RECORDS FOR THIS EXERCISE section start

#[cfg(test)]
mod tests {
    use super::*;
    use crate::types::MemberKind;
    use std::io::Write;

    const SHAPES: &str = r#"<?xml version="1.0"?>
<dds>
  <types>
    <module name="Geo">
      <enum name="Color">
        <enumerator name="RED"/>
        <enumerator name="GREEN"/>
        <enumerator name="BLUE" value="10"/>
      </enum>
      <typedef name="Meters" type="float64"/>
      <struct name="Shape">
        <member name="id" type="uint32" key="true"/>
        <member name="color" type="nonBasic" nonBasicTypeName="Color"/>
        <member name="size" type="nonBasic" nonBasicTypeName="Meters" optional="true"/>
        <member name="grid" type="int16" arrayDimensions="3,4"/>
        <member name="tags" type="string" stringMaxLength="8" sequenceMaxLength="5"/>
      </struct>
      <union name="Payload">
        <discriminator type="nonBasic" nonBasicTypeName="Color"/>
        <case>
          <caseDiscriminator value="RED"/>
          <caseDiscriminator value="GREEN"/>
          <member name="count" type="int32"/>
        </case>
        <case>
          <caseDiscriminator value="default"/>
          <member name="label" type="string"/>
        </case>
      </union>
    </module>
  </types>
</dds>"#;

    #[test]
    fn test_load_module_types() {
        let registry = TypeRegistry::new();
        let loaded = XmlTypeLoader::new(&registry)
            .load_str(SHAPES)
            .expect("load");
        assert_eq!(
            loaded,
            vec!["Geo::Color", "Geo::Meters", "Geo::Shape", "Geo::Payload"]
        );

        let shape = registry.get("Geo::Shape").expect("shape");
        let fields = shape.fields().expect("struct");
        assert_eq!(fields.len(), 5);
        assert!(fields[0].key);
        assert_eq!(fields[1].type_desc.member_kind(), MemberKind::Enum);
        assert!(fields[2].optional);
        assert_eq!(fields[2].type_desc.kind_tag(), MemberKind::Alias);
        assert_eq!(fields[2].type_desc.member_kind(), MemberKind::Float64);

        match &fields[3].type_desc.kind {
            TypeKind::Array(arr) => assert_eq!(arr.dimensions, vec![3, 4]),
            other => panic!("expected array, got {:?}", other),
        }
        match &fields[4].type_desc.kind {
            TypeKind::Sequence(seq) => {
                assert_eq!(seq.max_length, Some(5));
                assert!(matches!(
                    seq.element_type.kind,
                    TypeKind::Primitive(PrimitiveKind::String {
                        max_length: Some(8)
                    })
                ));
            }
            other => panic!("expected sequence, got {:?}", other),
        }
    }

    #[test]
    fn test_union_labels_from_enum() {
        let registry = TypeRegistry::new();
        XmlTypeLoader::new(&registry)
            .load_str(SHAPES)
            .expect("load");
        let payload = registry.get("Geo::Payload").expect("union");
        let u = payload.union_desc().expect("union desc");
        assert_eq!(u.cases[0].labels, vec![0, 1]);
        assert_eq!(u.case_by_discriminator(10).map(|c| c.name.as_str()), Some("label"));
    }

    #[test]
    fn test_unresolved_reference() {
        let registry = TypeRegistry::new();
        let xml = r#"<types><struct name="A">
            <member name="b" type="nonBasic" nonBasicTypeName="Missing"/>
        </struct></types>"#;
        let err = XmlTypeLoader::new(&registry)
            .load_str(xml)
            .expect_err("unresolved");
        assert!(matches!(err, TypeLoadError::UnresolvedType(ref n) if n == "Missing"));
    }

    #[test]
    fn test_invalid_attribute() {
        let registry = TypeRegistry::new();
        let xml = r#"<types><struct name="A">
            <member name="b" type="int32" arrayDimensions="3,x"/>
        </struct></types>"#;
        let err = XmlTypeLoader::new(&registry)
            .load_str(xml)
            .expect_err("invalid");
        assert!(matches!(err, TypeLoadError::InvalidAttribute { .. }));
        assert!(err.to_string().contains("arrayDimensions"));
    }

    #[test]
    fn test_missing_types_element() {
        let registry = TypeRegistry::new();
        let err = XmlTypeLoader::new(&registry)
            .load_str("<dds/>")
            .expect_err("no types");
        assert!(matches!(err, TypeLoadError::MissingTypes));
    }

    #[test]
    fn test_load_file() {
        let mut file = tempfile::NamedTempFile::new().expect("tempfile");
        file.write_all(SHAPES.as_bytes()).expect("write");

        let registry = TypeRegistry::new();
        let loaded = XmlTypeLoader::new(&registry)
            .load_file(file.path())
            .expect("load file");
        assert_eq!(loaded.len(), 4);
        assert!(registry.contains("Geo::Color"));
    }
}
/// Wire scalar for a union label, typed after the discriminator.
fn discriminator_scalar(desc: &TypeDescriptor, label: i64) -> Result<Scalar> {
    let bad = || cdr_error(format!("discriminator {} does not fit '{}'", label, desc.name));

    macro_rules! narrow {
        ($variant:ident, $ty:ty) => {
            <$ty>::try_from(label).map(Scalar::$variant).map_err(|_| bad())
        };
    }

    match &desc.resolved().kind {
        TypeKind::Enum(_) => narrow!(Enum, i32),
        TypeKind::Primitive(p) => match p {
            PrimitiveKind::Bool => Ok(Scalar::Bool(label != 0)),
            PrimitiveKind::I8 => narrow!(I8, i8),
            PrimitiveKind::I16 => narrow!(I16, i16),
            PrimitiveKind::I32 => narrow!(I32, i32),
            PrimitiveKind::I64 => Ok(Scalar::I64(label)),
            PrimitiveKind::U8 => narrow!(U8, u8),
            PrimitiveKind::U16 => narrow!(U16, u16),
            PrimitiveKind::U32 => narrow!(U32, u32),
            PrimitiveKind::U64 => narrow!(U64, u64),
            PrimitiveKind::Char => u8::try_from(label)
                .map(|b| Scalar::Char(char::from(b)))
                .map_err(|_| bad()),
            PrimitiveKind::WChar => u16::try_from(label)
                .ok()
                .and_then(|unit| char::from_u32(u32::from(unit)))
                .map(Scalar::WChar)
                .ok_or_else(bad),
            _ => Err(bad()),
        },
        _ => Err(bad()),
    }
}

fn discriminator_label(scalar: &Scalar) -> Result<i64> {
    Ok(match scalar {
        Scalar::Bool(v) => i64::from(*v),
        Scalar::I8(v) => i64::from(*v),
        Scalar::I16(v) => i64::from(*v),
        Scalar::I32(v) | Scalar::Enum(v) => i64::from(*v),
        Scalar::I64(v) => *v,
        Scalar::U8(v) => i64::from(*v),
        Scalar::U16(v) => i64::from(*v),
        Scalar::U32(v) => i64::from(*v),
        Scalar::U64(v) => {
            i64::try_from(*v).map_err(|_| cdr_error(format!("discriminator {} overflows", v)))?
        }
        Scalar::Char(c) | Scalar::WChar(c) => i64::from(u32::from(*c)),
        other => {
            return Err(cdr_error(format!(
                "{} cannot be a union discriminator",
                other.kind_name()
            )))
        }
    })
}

RECORDS FOR THIS EXERCISE section end

■ WORK ORDER
Identify each line in the entries with the word "TypeKind" and copy it.

■ EXERCISE ANSWER
            TypeKind::Array(arr) => assert_eq!(arr.dimensions, vec![3, 4]),
            TypeKind::Sequence(seq) => {
                    TypeKind::Primitive(PrimitiveKind::String {
        TypeKind::Enum(_) => narrow!(Enum, i32),
        TypeKind::Primitive(p) => match p {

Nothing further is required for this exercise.